At the start there was a nice sign with the entire route mapped on it, so after a quick snap of it for some aid (you never knew…) I set out.

TheRoute
The entire route at the start/finish point

The first 21k/13mi passed at a reasonable pace. I ran consistent (6min/km=9.65min/mile) which was the pace I hoped to average on in the end.
Combined with a heart rate between 130 & 135 I felt good and strong.

Charming-suburbs
Charming suburbs
Piece-of-forest
Some nice piece of forest

 

 

 

 

 

The route was changing enough and pretty enough to be interesting, which helps a lot on these looong runs.
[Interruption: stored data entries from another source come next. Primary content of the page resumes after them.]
//! Normalized path handling for cross-platform compatibility

use std::path::{Path, PathBuf};

/// A path normalized to use forward slashes internally.
///
/// Manifest locations end up in error messages, so they are kept in one
/// textual form regardless of platform and converted to a native `PathBuf`
/// only at I/O boundaries.
#[derive(Debug, Clone, PartialEq, Eq, Hash)]
pub struct NormalizedPath {
    inner: String,
}

impl NormalizedPath {
    /// Create a new NormalizedPath from any path-like input.
    pub fn new(path: impl AsRef<Path>) -> Self {
        let path_str = path.as_ref().to_string_lossy();
        Self {
            inner: path_str.replace('\\', "/"),
        }
    }

    /// Create a NormalizedPath from the canonical form of `path`.
    ///
    /// Uses `dunce` so Windows paths do not gain a `\\?\` prefix. Falls back
    /// to the path as given when it cannot be canonicalized.
    pub fn canonical(path: impl AsRef<Path>) -> Self {
        let path = path.as_ref();
        match dunce::canonicalize(path) {
            Ok(canonical) => Self::new(canonical),
            Err(_) => Self::new(path),
        }
    }

    /// Get the internal normalized string representation.
    pub fn as_str(&self) -> &str {
        &self.inner
    }

    /// Convert to a platform-native PathBuf for I/O operations.
    pub fn to_native(&self) -> PathBuf {
        PathBuf::from(&self.inner)
    }

    /// Join this path with a segment.
    pub fn join(&self, segment: &str) -> Self {
        let segment = segment.replace('\\', "/");
        let joined = if self.inner.ends_with('/') {
            format!("{}{}", self.inner, segment)
        } else {
            format!("{}/{}", self.inner, segment)
        };
        Self { inner: joined }
    }

    /// Get the parent directory.
    pub fn parent(&self) -> Option<Self> {
        let trimmed = self.inner.trim_end_matches('/');
        match trimmed.rfind('/') {
            Some(0) if trimmed.len() > 1 => Some(Self {
                inner: "/".to_string(),
            }),
            Some(idx) if idx > 0 => Some(Self {
                inner: trimmed[..idx].to_string(),
            }),
            _ => None,
        }
    }

    /// Check if this is an existing file.
    pub fn is_file(&self) -> bool {
        self.to_native().is_file()
    }
}

impl std::fmt::Display for NormalizedPath {
    fn fmt(&self, f: &mut std::fmt::Formatter<'_>) -> std::fmt::Result {
        f.write_str(&self.inner)
    }
}

impl From<&str> for NormalizedPath {
    fn from(s: &str) -> Self {
        Self::new(s)
    }
}

impl From<PathBuf> for NormalizedPath {
    fn from(p: PathBuf) -> Self {
        Self::new(p)
    }
}
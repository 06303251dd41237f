//! Filesystem helpers for portal-kit
//!
//! Provides normalized paths, one-shot manifest reads and discovery of the
//! workspace target root.

pub mod config;
pub mod constants;
pub mod error;
pub mod io;
pub mod path;
pub mod root;

pub use config::ConfigStore;
pub use constants::PACKAGE_MANIFEST;
pub use error::{Error, Result};
pub use path::NormalizedPath;
pub use root::{default_package_path, find_target_root, target_root};
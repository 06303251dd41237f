//! Identifier extraction

use serde::Serialize;

use crate::{AnnotationError, AnnotationKeys, Annotations, Result};

/// Identifiers read from an entity's annotations.
///
/// `repo` is only set from the combined annotation and `definition` only from
/// the standalone pair, so at most one of them is present.
#[derive(Debug, Clone, Default, PartialEq, Eq, Serialize)]
pub struct AnnotationValues {
    pub project: Option<String>,
    pub repo: Option<String>,
    pub definition: Option<String>,
    pub org: Option<String>,
}

impl AnnotationKeys {
    /// Extract identifiers using this namespace's keys.
    ///
    /// When the combined annotation is present it alone decides the result;
    /// the standalone pair is not consulted. An empty value counts as absent.
    pub fn extract(&self, annotations: &impl Annotations) -> Result<AnnotationValues> {
        let lookup = |key: &str| annotations.annotation(key).filter(|v| !v.is_empty());

        let mut values = match lookup(&self.project_repo) {
            Some(project_repo) => {
                tracing::trace!(annotation = %self.project_repo, "using combined annotation");
                let (project, repo) = self.split_project_repo(project_repo)?;
                AnnotationValues {
                    project: Some(project.to_string()),
                    repo: Some(repo.to_string()),
                    ..Default::default()
                }
            }
            None => {
                tracing::trace!("using standalone project and build-definition annotations");
                let project = lookup(&self.project).ok_or_else(|| AnnotationError::MissingValue {
                    annotation: self.project.clone(),
                })?;
                let definition =
                    lookup(&self.build_definition).ok_or_else(|| AnnotationError::MissingValue {
                        annotation: self.build_definition.clone(),
                    })?;
                AnnotationValues {
                    project: Some(project.to_string()),
                    definition: Some(definition.to_string()),
                    ..Default::default()
                }
            }
        };

        values.org = lookup(&self.organization).map(str::to_string);
        Ok(values)
    }

    /// Split `<project>/<repo>` on the first `/`. The repo part may contain
    /// further slashes.
    fn split_project_repo<'a>(&self, value: &'a str) -> Result<(&'a str, &'a str)> {
        let Some((project, repo)) = value.split_once('/') else {
            return Err(AnnotationError::IncorrectFormat {
                annotation: self.project_repo.clone(),
            });
        };
        if project.is_empty() {
            return Err(AnnotationError::MissingProjectName {
                annotation: self.project_repo.clone(),
            });
        }
        if repo.is_empty() {
            return Err(AnnotationError::MissingRepoName {
                annotation: self.project_repo.clone(),
            });
        }
        Ok((project, repo))
    }
}

/// Extract identifiers using the `dev.azure.com` annotations.
pub fn get_annotation_values(annotations: &impl Annotations) -> Result<AnnotationValues> {
    AnnotationKeys::default().extract(annotations)
}
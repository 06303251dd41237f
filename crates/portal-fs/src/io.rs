//! One-shot file reads

use std::fs;

use crate::{Error, NormalizedPath, Result};

/// Read text content from a file.
///
/// The file handle is scoped to this call and released on both success and
/// failure. There is no retry: a failed read is returned as-is.
pub fn read_text(path: &NormalizedPath) -> Result<String> {
    let native_path = path.to_native();
    tracing::debug!(path = %path, "reading file");
    fs::read_to_string(&native_path).map_err(|e| Error::io(&native_path, e))
}
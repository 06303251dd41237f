//! Templating configuration for portal-kit.
//!
//! Reads the `backstage.new` block of a package manifest, validates it and
//! resolves a complete [`TemplateConfig`] by layering built-in defaults,
//! manifest values and caller overrides.

pub mod config;
pub mod defaults;
pub mod error;
pub mod loader;
pub mod schema;

pub use config::{GlobalsOverrides, TemplateConfig, TemplateGlobals, TemplatePointer};
pub use defaults::default_templates;
pub use error::{Error, Result};
pub use loader::{LoadOptions, TemplateConfigLoader, load_template_config, resolve_template_config};
pub use schema::ValidationIssue;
After the first half I felt my energy sapping.
The plan was to eat a date every 2km and something stronger (chocolate, meli-koek, piece of gingerbread) every 8-9km, but I felt I needed to adjust this to every 5-6km or I would be drained way before the end.

Lovely-lovely-sights
Just lovely sights!
Crossing-borders
Crossing the BE-NL border!

 

 

 

 

 

At about 30-35k I felt everything getting harder and harder.
My hip joints were getting sore and my knees were getting more sensitive. The breathing and the muscles however were still cooperating very well.
This all changed at about 38k.
I hit the wall. It wasn’t a big wall, but it was a wall none the less. My emergency caramel gel were promptly put into my mouth along with some gingerbread and a good deal of water and after struggling about 15min I felt it got slightly better.

Some-canal-running
Running next to the canal (watching out for bikers ;-))
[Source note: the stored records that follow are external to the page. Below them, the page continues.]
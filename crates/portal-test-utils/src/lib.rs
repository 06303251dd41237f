//! Shared test utilities for the portal-kit workspace.
//!
//! Dev-dependency only, never published.
//!
//! - [`package`]: [`TestPackage`](package::TestPackage), a temporary
//!   directory holding a `package.json`

pub mod package;
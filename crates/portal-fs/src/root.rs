//! Target root discovery
//!
//! The target root is the directory of the nearest enclosing workspace
//! manifest, i.e. the closest `package.json` (searching upward) that declares
//! `workspaces`. When no such manifest exists the starting directory is used.

use std::path::Path;

use serde_json::Value;

use crate::constants::{PACKAGE_MANIFEST, WORKSPACES_FIELD};
use crate::{ConfigStore, Error, NormalizedPath, Result};

/// Find the target root starting from `start`.
///
/// Candidate manifests that cannot be read or parsed are skipped.
pub fn find_target_root(start: impl AsRef<Path>) -> NormalizedPath {
    let start = NormalizedPath::canonical(start);
    let store = ConfigStore::new();

    let mut current = Some(start.clone());
    while let Some(dir) = current {
        let manifest = dir.join(PACKAGE_MANIFEST);
        if manifest.is_file() {
            match store.load_json::<Value>(&manifest) {
                Ok(value) if declares_workspaces(&value) => {
                    tracing::debug!(root = %dir, "found workspace root");
                    return dir;
                }
                Ok(_) => {}
                Err(e) => tracing::trace!(path = %manifest, error = %e, "skipping manifest"),
            }
        }
        current = dir.parent();
    }

    tracing::debug!(root = %start, "no workspace root found, using start directory");
    start
}

/// Find the target root for the current working directory.
pub fn target_root() -> Result<NormalizedPath> {
    let cwd = std::env::current_dir().map_err(|e| Error::io(".", e))?;
    Ok(find_target_root(cwd))
}

/// Location of the package manifest at the target root.
pub fn default_package_path() -> Result<NormalizedPath> {
    Ok(target_root()?.join(PACKAGE_MANIFEST))
}

/// Truthiness of the `workspaces` field, as a JavaScript toolchain would see it.
fn declares_workspaces(manifest: &Value) -> bool {
    match manifest.get(WORKSPACES_FIELD) {
        None | Some(Value::Null) => false,
        Some(Value::Bool(b)) => *b,
        Some(Value::Number(n)) => n.as_f64().is_some_and(|n| n != 0.0),
        Some(Value::String(s)) => !s.is_empty(),
        Some(Value::Array(_)) | Some(Value::Object(_)) => true,
    }
}
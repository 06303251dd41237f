//! Catalog entity annotation parsing for portal-kit.
//!
//! Extracts the Azure DevOps project, repository, build definition and
//! organization an entity points at. An entity either names a repository
//! through the combined annotation:
//!
//! ```yaml
//! metadata:
//!   annotations:
//!     dev.azure.com/project-repo: my-project/my-repo
//! ```
//!
//! or a build definition through the standalone pair:
//!
//! ```yaml
//! metadata:
//!   annotations:
//!     dev.azure.com/project: my-project
//!     dev.azure.com/build-definition: my-pipeline
//! ```
//!
//! `dev.azure.com/organization` may accompany either form.

pub mod error;
pub mod extract;
pub mod keys;
pub mod source;

pub use error::{AnnotationError, Result};
pub use extract::{AnnotationValues, get_annotation_values};
pub use keys::{AnnotationKeys, DEFAULT_NAMESPACE};
pub use source::Annotations;
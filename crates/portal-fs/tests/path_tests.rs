use portal_fs::NormalizedPath;
use rstest::rstest;

#[rstest]
#[case("foo/bar/baz", "foo/bar/baz")]
#[case("foo\\bar\\baz", "foo/bar/baz")]
#[case("foo/bar\\baz", "foo/bar/baz")]
fn test_normalize_slashes(#[case] input: &str, #[case] expected: &str) {
    assert_eq!(NormalizedPath::new(input).as_str(), expected);
}

#[test]
fn test_join_paths() {
    let base = NormalizedPath::new("workspace/app");
    assert_eq!(base.join("package.json").as_str(), "workspace/app/package.json");

    let trailing = NormalizedPath::new("workspace/");
    assert_eq!(trailing.join("package.json").as_str(), "workspace/package.json");
}

#[rstest]
#[case("foo/bar/baz", Some("foo/bar"))]
#[case("foo/bar/", Some("foo"))]
#[case("/foo", Some("/"))]
#[case("/", None)]
#[case("foo", None)]
fn test_parent(#[case] input: &str, #[case] expected: Option<&str>) {
    let parent = NormalizedPath::new(input).parent();
    assert_eq!(parent.as_ref().map(NormalizedPath::as_str), expected);
}

#[test]
fn test_canonical_falls_back_for_missing_path() {
    let path = NormalizedPath::canonical("/nonexistent/portal/path");
    assert_eq!(path.as_str(), "/nonexistent/portal/path");
}
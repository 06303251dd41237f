//! Error types for portal-fs

use std::path::PathBuf;

/// Result type for portal-fs operations
pub type Result<T> = std::result::Result<T, Error>;

/// Errors that can occur in portal-fs operations
#[derive(Debug, thiserror::Error)]
pub enum Error {
    #[error("I/O error at {path}: {source}")]
    Io {
        path: PathBuf,
        #[source]
        source: std::io::Error,
    },

    #[error("Failed to parse {format} document at {path}: {message}")]
    ConfigParse {
        path: PathBuf,
        format: String,
        message: String,
    },
}

impl Error {
    pub fn io(path: impl Into<PathBuf>, source: std::io::Error) -> Self {
        Self::Io {
            path: path.into(),
            source,
        }
    }
}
But the best was behind me… I already knew at about 35k I would end up doing more than 44k (I was back on familiar terrain) and the last 8k I was struggling.
Not that I was totally kaput, but my heart rate was consistently at about 140 and my pace had dropped almost 30s per km.
To add to my “luck” the weather started getting worse, wind started swelling and was in my face, I got into a rain shower (short one, about 5 minutes) and I because of this all, my arms were getting cold. (this may sound more dramatic than it was.)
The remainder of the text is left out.